According to the company, the acquisition of Relay42 represents a strategic effort to move upmarket and compete more directly with comprehensive data platforms by adding data activation as a key differentiator.

== Recognitions ==

- In 2019, Supermetrics was included in Deloitte's Technology Fast 50 list.
- In 2020, the company received Finland's President of the Republic's Internationalization Award.
- In 2021, Duleepa Wijyawardhana received the CTO of the Year in Finland award in the SMB Category.
- In 2021, Mikael Thuneberg received the Growth Company CEO of the Year award.

== Supermetrics in the Finnish Technology Ecosystem ==
Supermetrics is seen as important in Finland’s technology and startup ecosystem by Finnish media and observers due to its rapid and profitable growth compared to its competitors making it an candidate for being a unicorn.

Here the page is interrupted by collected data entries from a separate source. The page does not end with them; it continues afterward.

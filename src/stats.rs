// SPDX-License-Identifier: AGPL-3.0-or-later
// Copyright (C) 2012-2025 Andrei Maltsev

//! Read-only, non-fatal observability counters (SPEC_FULL.md §3.9). These
//! never influence protocol decisions; spec §7 explicitly says reassembly
//! errors are "statistics only".

use std::sync::atomic::{AtomicU64, Ordering};

#[derive(Debug, Default)]
pub struct Counters {
    pub header_crc_failures: AtomicU64,
    pub transfer_crc_failures: AtomicU64,
    pub transfer_id_regressions: AtomicU64,
    pub out_of_order_frames: AtomicU64,
    pub reassembly_timeouts: AtomicU64,
    pub duplicate_transfers_dropped: AtomicU64,
    pub tx_items_expired: AtomicU64,
}

impl Counters {
    pub fn snapshot(&self) -> Stats {
        Stats {
            header_crc_failures: self.header_crc_failures.load(Ordering::Relaxed),
            transfer_crc_failures: self.transfer_crc_failures.load(Ordering::Relaxed),
            transfer_id_regressions: self.transfer_id_regressions.load(Ordering::Relaxed),
            out_of_order_frames: self.out_of_order_frames.load(Ordering::Relaxed),
            reassembly_timeouts: self.reassembly_timeouts.load(Ordering::Relaxed),
            duplicate_transfers_dropped: self
                .duplicate_transfers_dropped
                .load(Ordering::Relaxed),
            tx_items_expired: self.tx_items_expired.load(Ordering::Relaxed),
        }
    }

    pub fn inc_header_crc_failure(&self) {
        self.header_crc_failures.fetch_add(1, Ordering::Relaxed);
    }

    pub fn inc_transfer_crc_failure(&self) {
        self.transfer_crc_failures.fetch_add(1, Ordering::Relaxed);
    }

    pub fn inc_transfer_id_regression(&self) {
        self.transfer_id_regressions.fetch_add(1, Ordering::Relaxed);
    }

    pub fn inc_out_of_order_frame(&self) {
        self.out_of_order_frames.fetch_add(1, Ordering::Relaxed);
    }

    pub fn inc_reassembly_timeout(&self) {
        self.reassembly_timeouts.fetch_add(1, Ordering::Relaxed);
    }

    pub fn inc_duplicate_transfer_dropped(&self) {
        self.duplicate_transfers_dropped
            .fetch_add(1, Ordering::Relaxed);
    }

    pub fn inc_tx_item_expired(&self) {
        self.tx_items_expired.fetch_add(1, Ordering::Relaxed);
    }
}

/// Plain, `Clone`-able snapshot of [`Counters`] for callers that want to
/// compare two points in time without touching atomics.
#[derive(Debug, Clone, Copy, Default, PartialEq, Eq)]
pub struct Stats {
    pub header_crc_failures: u64,
    pub transfer_crc_failures: u64,
    pub transfer_id_regressions: u64,
    pub out_of_order_frames: u64,
    pub reassembly_timeouts: u64,
    pub duplicate_transfers_dropped: u64,
    pub tx_items_expired: u64,
}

Alongside other prominent Finnish tech companies such as Wolt, Aiven, and Smartly.io, Supermetrics has contributed to Finland’s increasing reputation source of software startups capable of rapid global scaling. Studies and business media accounts often highlight Supermetrics within Finnish startup scene, particularly in areas like sustainable growth, talent development, investing in employee well-being, and balancing profitable operations with international expansion.